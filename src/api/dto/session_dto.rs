//! Session DTOs: snapshots of a form session and its blocks.

use chrono::{DateTime, Utc};
use serde::Serialize;
use utoipa::ToSchema;

use crate::domain::{BlockForm, EventBlock, FormSession, PersonalInfo, SessionId};

/// Response body for `POST /sessions` (201 Created).
#[derive(Debug, Serialize, ToSchema)]
pub struct CreateSessionResponse {
    /// Identifier to use in every subsequent session request.
    pub session_id: SessionId,
    /// Full state of the new session, defaults applied.
    pub session: SessionResponse,
}

/// Current values of one event block.
#[derive(Debug, Serialize, ToSchema)]
pub struct BlockStateDto {
    /// Block slug.
    pub block: EventBlock,
    /// Block heading.
    pub title: &'static str,
    /// Widget values.
    pub form: BlockForm,
    /// Athletes added since the last clear or submit, in order.
    pub athletes: Vec<String>,
}

/// Full session state returned by the session endpoints.
#[derive(Debug, Serialize, ToSchema)]
pub struct SessionResponse {
    /// Session identifier.
    pub session_id: SessionId,
    /// Coach details.
    pub personal: PersonalInfo,
    /// Every event block, in form order.
    pub blocks: Vec<BlockStateDto>,
    /// When the session was opened.
    pub created_at: DateTime<Utc>,
    /// Last time any value changed.
    pub updated_at: DateTime<Utc>,
}

impl From<&FormSession> for SessionResponse {
    fn from(session: &FormSession) -> Self {
        let blocks = EventBlock::ALL
            .into_iter()
            .map(|block| {
                let state = session.block(block);
                BlockStateDto {
                    block,
                    title: block.title(),
                    form: state.form.clone(),
                    athletes: state.roster.list().to_vec(),
                }
            })
            .collect();

        Self {
            session_id: session.session_id,
            personal: session.personal.clone(),
            blocks,
            created_at: session.created_at,
            updated_at: session.last_modified_at,
        }
    }
}
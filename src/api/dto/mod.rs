//! Data Transfer Objects for REST request/response serialization.
//!
//! Request bodies for partial updates reuse the domain patch types
//! ([`crate::domain::PersonalInfoPatch`], [`crate::domain::BlockFormPatch`]).

pub mod block_dto;
pub mod session_dto;

pub use block_dto::*;
pub use session_dto::*;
== == ==
Whenever a line of the entries contains the string "Self", copy that line.

* EXERCISE SOLUTION *
    fn from(session: &FormSession) -> Self {
        Self {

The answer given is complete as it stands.